What struck me about the doctor’s answer was simply the fact that she had come back home to the small town where she had grown up. She could have taken her M.D. degree and no doubt gone to some city with a faster pace, with more to see and do. So many young people do leave our Eastern North Carolina small towns that some of them threaten to become ghost towns before too many more years. (Hence the need for our towns to provide attractions for youth, but that’s another story for another time.)
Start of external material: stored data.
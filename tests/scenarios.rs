use mpint::{
    add_mp_mp, divmod_mp_mp, mul_mp_mp, powm_mp_mp_mp, sqrtrem_mp, ErrorKind, MpInt, MpIntError,
    ToStrOptions,
};
use rand::rngs::StdRng;
use rand::{Rng, SeedableRng};

fn parse(s: &str) -> MpInt {
    MpInt::from_str_radix(s, 0).unwrap()
}

#[test]
fn test_add_multi_limb_with_negative() {
    let u = parse("123456789012345678901234567890");
    let mut w = MpInt::new();
    add_mp_mp(&mut w, &u, &MpInt::from(-1i64)).unwrap();
    assert_eq!(w.to_string(), "123456789012345678901234567889");
}

#[test]
fn test_floor_divmod() {
    let (mut q, mut r) = (MpInt::new(), MpInt::new());
    divmod_mp_mp(&mut q, &mut r, &MpInt::from(-7i64), &MpInt::from(2i64)).unwrap();
    assert_eq!(q, -4i64);
    assert_eq!(r, 1i64);

    let err = divmod_mp_mp(&mut q, &mut r, &MpInt::from(1i64), &MpInt::new()).unwrap_err();
    assert_eq!(err, MpIntError::DivisionByZero);
    assert_eq!(err.kind(), ErrorKind::Domain);
}

#[test]
fn test_parse_separators() {
    assert_eq!(MpInt::from_str_radix("0x_ff", 0).unwrap(), 255i64);
    let err = MpInt::from_str_radix("1__0", 10).unwrap_err();
    assert_eq!(err, MpIntError::InvalidDigits);
    assert_eq!(err.kind(), ErrorKind::InvalidValue);
    assert_eq!(MpInt::from_str_radix("1_0", 10).unwrap(), 10i64);
    assert_eq!(MpInt::from_str_radix("", 10).unwrap_err(), MpIntError::Empty);
    assert_eq!(MpInt::from_str_radix("12", 37).unwrap_err(), MpIntError::InvalidBase(37));
}

#[test]
fn test_powm() {
    let mut w = MpInt::new();
    powm_mp_mp_mp(&mut w, &MpInt::from(4i64), &MpInt::from(-1i64), &MpInt::from(7i64)).unwrap();
    assert_eq!(w, 2i64);
    powm_mp_mp_mp(&mut w, &MpInt::from(2i64), &MpInt::from(10i64), &MpInt::from(1000i64)).unwrap();
    assert_eq!(w, 24i64);

    let err = MpInt::from(2i64)
        .checked_powm(&MpInt::from(-1i64), &MpInt::from(4i64))
        .unwrap_err();
    assert_eq!(err, MpIntError::NotInvertible);
}

#[test]
fn test_bytes_minus_one() {
    let v = MpInt::from(-1i64);
    let bytes = v.to_bytes(2, true, true).unwrap();
    assert_eq!(bytes, [0xff, 0xff]);
    assert_eq!(MpInt::from_bytes(&bytes, true, true).unwrap(), v);
}

#[test]
fn test_sqrtrem() {
    let (mut root, mut rem) = (MpInt::new(), MpInt::new());
    sqrtrem_mp(&mut root, &mut rem, &MpInt::from(1000000i64)).unwrap();
    assert_eq!(root, 1000i64);
    assert_eq!(rem, 0i64);
}

#[test]
fn test_formatting() {
    let v = MpInt::from(-255i64);
    assert_eq!(format!("{}", v), "-255");
    assert_eq!(format!("{:#x}", v), "-0xff");
    assert_eq!(format!("{:X}", v), "-FF");
    assert_eq!(format!("{:#b}", MpInt::from(5i64)), "0b101");
    assert_eq!(format!("{:o}", MpInt::from(8i64)), "10");
    assert_eq!(format!("{:>6}", MpInt::from(42i64)), "    42");
    assert_eq!(format!("{:?}", v), "-255");
    let opts = ToStrOptions { prefix: false, tag: true };
    assert_eq!(v.to_str_radix(10, opts).unwrap(), "mpz(-255)");
}

#[test]
fn test_destination_reuse() {
    // A destination keeps its capacity across operations.
    let u = parse("0x1234567890abcdef1234567890abcdef1234567890abcdef");
    let mut w = MpInt::new();
    mul_mp_mp(&mut w, &u, &u).unwrap();
    let capacity = w.capacity();
    add_mp_mp(&mut w, &MpInt::from(1i64), &MpInt::from(2i64)).unwrap();
    assert_eq!(w, 3i64);
    assert_eq!(w.capacity(), capacity);

    w.release();
    assert!(w.is_zero());
    assert_eq!(w.capacity(), 0);
}

#[test]
fn test_oversized_shift() {
    let err = MpInt::from(1i64).checked_shl(u64::MAX).unwrap_err();
    assert!(matches!(err, MpIntError::LimbsTooLarge { .. }));
    assert_eq!(err.kind(), ErrorKind::Allocation);

    let huge = MpInt::from(1i64).checked_shl(200).unwrap();
    assert_eq!(MpInt::from(-5i64).checked_shr_mp(&huge).unwrap(), -1i64);
    assert_eq!(MpInt::from(5i64).checked_shr_mp(&huge).unwrap(), 0i64);
    assert!(MpInt::new().checked_shl_mp(&huge).unwrap().is_zero());
    assert_eq!(
        MpInt::from(1i64).checked_shl_mp(&MpInt::from(-1i64)).unwrap_err(),
        MpIntError::NegativeShift
    );
}

#[test]
fn test_random_vectors() {
    let mut rng = StdRng::seed_from_u64(0);
    for _ in 0..200 {
        let a: i64 = rng.gen();
        let b: i64 = rng.gen_range(1..=i64::MAX) * if rng.gen() { 1 } else { -1 };
        let (u, v) = (MpInt::from(a), MpInt::from(b));

        let (a_wide, b_wide) = (a as i128, b as i128);
        let mut expected_q = a_wide.div_euclid(b_wide);
        if b < 0 && a_wide.rem_euclid(b_wide) != 0 {
            expected_q -= 1;
        }
        let (q, r) = u.checked_divmod(&v).unwrap();
        assert_eq!(q, MpInt::from(expected_q));
        assert_eq!(q.checked_mul(&v).unwrap().checked_add(&r).unwrap(), u);

        let p = u.checked_mul(&v).unwrap();
        assert_eq!(p.to_string(), (a_wide * b_wide).to_string());
        let (q, r) = p.checked_divmod(&v).unwrap();
        assert_eq!(q, u);
        assert!(r.is_zero());
    }
}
The doctor is to be commended for investing her life in the place where her roots were. Nor do I mean to imply that it was a sacrifice to do so. My children itch to go elsewhere, somewhere more exciting, and I can’t blame them. But I have been to places that are more exciting, and I conclude, here at age fifty, that "exciting" is not necessarily the kind of place you want to live day in and day out. I love the depiction of the life-cycle in a pair of Rush’s songs on their 1982 Signals album, "The Analog Kid" and "Digital Man." In the first, a small-town boy daydreams about an exciting life amid the bright lights of the big city. In the second, a city-dwelling yuppie bemoans the fact that he has been caught up in the rat race and wishes he could return to the simplicity of his youth. There is an irony here, but little to regret: he would have been cheated if he had not tried both paths.
Eventually you learn the lesson George Bailey learned in the movie It’s a Wonderful Life: the worth and love of life depend far more on what you bring to your town and your family and friends than on shifting and changing momentary thrills. Maybe Dr. Capps has learned that wisdom early. It is not a bad bit of medicine to pass on to her patients.